F: Darf ein Kran mit vorhandenen Mängeln weiterbetrieben werden?
A: Nein – fällt eine Sicherheitseinrichtung aus, ist der Kran sofort stillzulegen. Nicht sicherheitsrelevante Mängel (defekte Beleuchtung, Glasschäden, abblätternder Anstrich) können im Rahmen einer geplanten Instandsetzung behoben werden. Beurteilungskriterien: Bei Gefahr für Leib und Leben sofort stilllegen; bei Beeinträchtigung der Leistungsfähigkeit ohne Sicherheitsrelevanz weiterbetreiben und Reparatur einplanen; bei rein optischen Mängeln zeitnah instand setzen. Der Kranführer ist berechtigt, die Stilllegung anzuordnen – die Leitfrage lautet: „Was wäre das Schlimmste, das bei einer Fehlentscheidung passieren könnte?“ Bei möglichen Personenschäden gilt: stilllegen.
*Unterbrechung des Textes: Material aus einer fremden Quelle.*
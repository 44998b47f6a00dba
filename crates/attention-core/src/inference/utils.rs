//! Shared inference helpers.

/// Logistic sigmoid.
#[inline]
#[must_use]
pub fn sigmoid(x: f32) -> f32 {
    1.0 / (1.0 + (-x).exp())
}
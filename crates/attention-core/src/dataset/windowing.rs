//! Fixed-stride windowing of persisted events into training samples.

use std::collections::BTreeSet;

use anyhow::{bail, Result};
use serde::Serialize;
use tracing::{debug, info};

use super::phase_label;
use crate::domain::{DiagnosticResult, ExportMode, PhaseRecord, RawEvent, SamplePayload, WindowedSample};
use crate::ports::{FrameLoader, ProgressEvent, ProgressSink, RecordSource, SampleOutput};

/// Default window stride.
pub const DEFAULT_STRIDE: usize = 4;

/// Values per feature-mode vector.
pub const FEATURE_COUNT: usize = 10;

/// Start indices `0, S, 2S, …` of every full window over `len` items.
pub fn window_starts(len: usize, seq_len: usize, stride: usize) -> impl Iterator<Item = usize> {
    let last = if seq_len == 0 || len < seq_len {
        None
    } else {
        Some(len - seq_len)
    };
    (0..=last.unwrap_or(0))
        .step_by(stride.max(1))
        .take_while(move |_| last.is_some())
}

/// Number of windows: `max(0, ⌊(len − N) / S⌋ + 1)`.
#[must_use]
pub fn window_count(len: usize, seq_len: usize, stride: usize) -> usize {
    window_starts(len, seq_len, stride).count()
}

/// One window cut from a sequence.
#[derive(Debug, Clone, PartialEq)]
pub struct Window<P> {
    /// Index of the first item.
    pub start: usize,
    /// Payloads in order.
    pub items: Vec<P>,
}

/// Cuts full windows out of per-item payloads. Windows containing an
/// unresolved (`None`) payload are dropped and counted.
///
/// Shared by both export modes, which differ only in how payloads are
/// extracted.
pub fn slide_windows<P: Clone>(payloads: &[Option<P>], seq_len: usize, stride: usize) -> (Vec<Window<P>>, usize) {
    let mut windows = Vec::new();
    let mut dropped = 0;
    for start in window_starts(payloads.len(), seq_len, stride) {
        match payloads[start..start + seq_len].iter().cloned().collect::<Option<Vec<P>>>() {
            Some(items) => windows.push(Window { start, items }),
            None => dropped += 1,
        }
    }
    (windows, dropped)
}

/// Feature-mode vector of one event:
/// `ear, eyes_open, gaze_center, gaze_deviation, ‖gaze_offset‖, face,
/// temporal_mean, eyes_mean, gaze_mean, frame_score`.
#[must_use]
pub fn feature_vector(event: &RawEvent) -> Vec<f32> {
    vec![
        event.number("frame", "ear"),
        event.number("frame", "eyes_open"),
        event.number("frame", "gaze_center"),
        event.number("frame", "gaze_deviation"),
        event.number("frame", "gaze_offset"),
        f32::from(u8::from(event.face())),
        event.number("temporal", "temporal_mean"),
        event.number("temporal", "eyes_mean"),
        event.number("temporal", "gaze_mean"),
        event.number("temporal", "frame_score"),
    ]
}

/// Windowing parameters.
#[derive(Debug, Clone, Copy, PartialEq, Eq)]
pub struct WindowerConfig {
    /// Frames per window (N).
    pub seq_len: usize,
    /// Offset between window starts (S).
    pub stride: usize,
    /// Payload kind.
    pub mode: ExportMode,
}

impl Default for WindowerConfig {
    fn default() -> Self {
        Self {
            seq_len: crate::pipeline::DEFAULT_SEQUENCE_LENGTH,
            stride: DEFAULT_STRIDE,
            mode: ExportMode::Features,
        }
    }
}

/// Counters of one export run.
#[derive(Debug, Clone, Default, PartialEq, Eq, Serialize)]
pub struct ExportStats {
    /// Diagnostic results read.
    pub results: usize,
    /// Phases examined.
    pub phases: usize,
    /// Phases with fewer than N events.
    pub phases_skipped: usize,
    /// Windows dropped for an unresolved frame.
    pub windows_dropped: usize,
    /// Samples written.
    pub samples_written: usize,
    /// Distinct phase numbers among written samples.
    pub distinct_phases: usize,
}

/// Replays persisted events into labelled windows.
pub struct DatasetWindower<'a> {
    source: &'a dyn RecordSource,
    frames: Option<&'a dyn FrameLoader>,
    config: WindowerConfig,
}

impl<'a> DatasetWindower<'a> {
    /// Windower over `source`.
    #[must_use]
    pub fn new(source: &'a dyn RecordSource, config: WindowerConfig) -> Self {
        Self {
            source,
            frames: None,
            config,
        }
    }

    /// Frame resolver, required for [`ExportMode::Frames`].
    #[must_use]
    pub fn with_frames(mut self, frames: &'a dyn FrameLoader) -> Self {
        self.frames = Some(frames);
        self
    }

    /// Writes every sample to `output`.
    ///
    /// # Errors
    ///
    /// Returns an error if the configuration is invalid, the source cannot be
    /// read, or the output fails.
    pub fn export(&self, output: &dyn SampleOutput, progress: &dyn ProgressSink) -> Result<ExportStats> {
        if self.config.seq_len == 0 || self.config.stride == 0 {
            bail!("sequence length and stride must be positive");
        }
        if self.config.mode == ExportMode::Frames && self.frames.is_none() {
            bail!("frame export needs a frame loader");
        }

        let results = self.source.results()?;
        progress.on_event(ProgressEvent::Started {
            stage: "export".to_string(),
            total: Some(results.len()),
        });

        let mut stats = ExportStats {
            results: results.len(),
            ..ExportStats::default()
        };
        let mut phases_seen = BTreeSet::new();

        for result in &results {
            for phase in &result.phase_data.phases {
                stats.phases += 1;
                let Some((samples, dropped)) = self.phase_samples(result, phase)? else {
                    stats.phases_skipped += 1;
                    progress.on_event(ProgressEvent::Skipped {
                        item: format!("session {} phase {}", result.session_id, phase.phase),
                        reason: format!("fewer than {} events", self.config.seq_len),
                    });
                    continue;
                };
                stats.windows_dropped += dropped;
                for sample in &samples {
                    output.write(sample)?;
                    phases_seen.insert(sample.phase);
                }
                stats.samples_written += samples.len();
            }
            progress.on_event(ProgressEvent::Advanced {
                message: format!("session {}", result.session_id),
            });
        }
        output.flush()?;

        stats.distinct_phases = phases_seen.len();
        info!(
            results = stats.results,
            samples = stats.samples_written,
            skipped = stats.phases_skipped,
            dropped = stats.windows_dropped,
            "Dataset export finished"
        );
        progress.on_event(ProgressEvent::Finished {
            summary: format!(
                "{} samples from {} results ({} distinct phases)",
                stats.samples_written, stats.results, stats.distinct_phases
            ),
        });
        Ok(stats)
    }

    /// Samples of one phase and the number of dropped windows, or `None`
    /// when the phase has fewer than N events.
    ///
    /// # Errors
    ///
    /// Returns an error if the source cannot be read.
    pub fn phase_samples(
        &self,
        result: &DiagnosticResult,
        phase: &PhaseRecord,
    ) -> Result<Option<(Vec<WindowedSample>, usize)>> {
        let events = self.source.phase_events(result.session_id, phase.phase)?;
        let n = self.config.seq_len;
        if events.len() < n {
            debug!(
                session = result.session_id,
                phase = phase.phase,
                events = events.len(),
                "Too few events for a window"
            );
            return Ok(None);
        }

        let y = phase_label(&phase.summary, phase.duration_secs());
        let sample = |start: usize, payload| WindowedSample {
            session_id: result.session_id,
            user_id: result.user_id,
            phase: phase.phase,
            y,
            payload,
            mask: events[start..start + n]
                .iter()
                .map(|e| u8::from(!e.spinning()))
                .collect(),
        };

        let (samples, dropped) = match (self.config.mode, self.frames) {
            (ExportMode::Frames, Some(frames)) => {
                let paths: Vec<Option<String>> = events
                    .iter()
                    .map(|e| e.frame_path().and_then(|p| frames.resolve(p)))
                    .collect();
                let (windows, dropped) = slide_windows(&paths, n, self.config.stride);
                let samples = windows
                    .into_iter()
                    .map(|w| sample(w.start, SamplePayload::Frames { frames_paths: w.items }))
                    .collect();
                (samples, dropped)
            }
            (ExportMode::Frames, None) => bail!("frame export needs a frame loader"),
            (ExportMode::Features, _) => {
                let vectors: Vec<Option<Vec<f32>>> =
                    events.iter().map(|e| Some(feature_vector(e))).collect();
                let (windows, dropped) = slide_windows(&vectors, n, self.config.stride);
                let samples = windows
                    .into_iter()
                    .map(|w| sample(w.start, SamplePayload::Features { x: w.items }))
                    .collect();
                (samples, dropped)
            }
        };
        Ok(Some((samples, dropped)))
    }
}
F: Was ist wichtiger – Dokumentation oder Prüfung?
A: Beides ist wichtig, jedoch mit unterschiedlicher Zielsetzung. Die Prüfung ist das Mittel – nur eine sorgfältige Prüfung liefert belastbare Aufzeichnungen. Die Dokumentation ist der rechtliche Nachweis – eine Prüfung ohne Aufzeichnung gilt rechtlich als nicht durchgeführt. Eine ordnungsgemäße Dokumentation umfasst: festgestellte Mängel, Einstufung der Schwere, ergriffene Maßnahmen (sofort / geplant / beobachten) sowie die Verifikation der Maßnahmen. Wiederholt „keine Auffälligkeiten“ bei offensichtlich mangelhafter Anlagentechnik belegt, dass die Prüfung nur pro forma erfolgt ist.
F: Welche Sicherheitsnormen gelten für Sonderkrane?
A: Angewendet wird die Risikoanalyse nach ISO 12100. Der Konstrukteur erfasst alle vorhersehbaren Gefährdungen (mechanische, elektrische, thermische, Lärm, Strahlung, Werkstoffe, Ergonomie), bewertet das Risiko (Schweregrad × Wahrscheinlichkeit) und ergreift Maßnahmen, um es auf ein akzeptables Niveau zu senken. Der gesamte Prozess wird dokumentiert – diese technischen Unterlagen sind das Kerndokument für die Sicherheitsüberprüfung von Sonderkranen.